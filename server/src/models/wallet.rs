//! Registered signing wallets. Lookups are always scoped by the owning
//! API key, so one tenant can never reference another tenant's wallet.

use anyhow::{Context, Result};
use chrono::NaiveDateTime;
use diesel::prelude::*;
use serde::{Deserialize, Serialize};

use crate::schema::wallets;

#[derive(Debug, Clone, Serialize, Deserialize, Queryable)]
#[diesel(table_name = wallets)]
pub struct Wallet {
    pub id: i64,
    pub uuid: String,
    pub addr: String,
    pub owner: String,
    pub key_type: String,
    pub private_key: String,
    pub created_at: NaiveDateTime,
    pub updated_at: NaiveDateTime,
}

#[derive(Debug, Clone, Insertable)]
#[diesel(table_name = wallets)]
pub struct NewWallet {
    pub uuid: String,
    pub addr: String,
    pub owner: String,
    pub key_type: String,
    pub private_key: String,
    pub created_at: NaiveDateTime,
    pub updated_at: NaiveDateTime,
}

impl NewWallet {
    pub fn new(addr: &str, owner: &str, key_type: &str, private_key: &str) -> Self {
        let now = chrono::Utc::now().naive_utc();
        Self {
            uuid: uuid::Uuid::new_v4().to_string(),
            addr: addr.to_string(),
            owner: owner.to_string(),
            key_type: key_type.to_string(),
            private_key: private_key.to_string(),
            created_at: now,
            updated_at: now,
        }
    }
}

impl Wallet {
    pub fn create(conn: &mut SqliteConnection, new_wallet: NewWallet) -> Result<Wallet> {
        diesel::insert_into(wallets::table)
            .values(&new_wallet)
            .get_result(conn)
            .context("Failed to insert wallet")
    }

    /// Resolve a wallet reference by address, uuid, or id, in that order,
    /// always scoped to the owning API key.
    pub fn resolve(
        conn: &mut SqliteConnection,
        owner: &str,
        addr: &str,
        wallet_uuid: &str,
        id: i64,
    ) -> Result<Option<Wallet>> {
        let wallet = if !addr.is_empty() {
            wallets::table
                .filter(wallets::addr.eq(addr))
                .filter(wallets::owner.eq(owner))
                .first(conn)
                .optional()?
        } else if !wallet_uuid.is_empty() {
            wallets::table
                .filter(wallets::uuid.eq(wallet_uuid))
                .filter(wallets::owner.eq(owner))
                .first(conn)
                .optional()?
        } else {
            wallets::table
                .filter(wallets::id.eq(id))
                .filter(wallets::owner.eq(owner))
                .first(conn)
                .optional()?
        };
        Ok(wallet)
    }

    pub fn find_by_id(conn: &mut SqliteConnection, id: i64) -> Result<Wallet> {
        wallets::table
            .filter(wallets::id.eq(id))
            .first(conn)
            .with_context(|| format!("Wallet {id} not found"))
    }
}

> [Problem to solve]: Report the number of lines in the listing where the string "diesel" appears, and nothing besides.

> [Written response]: 4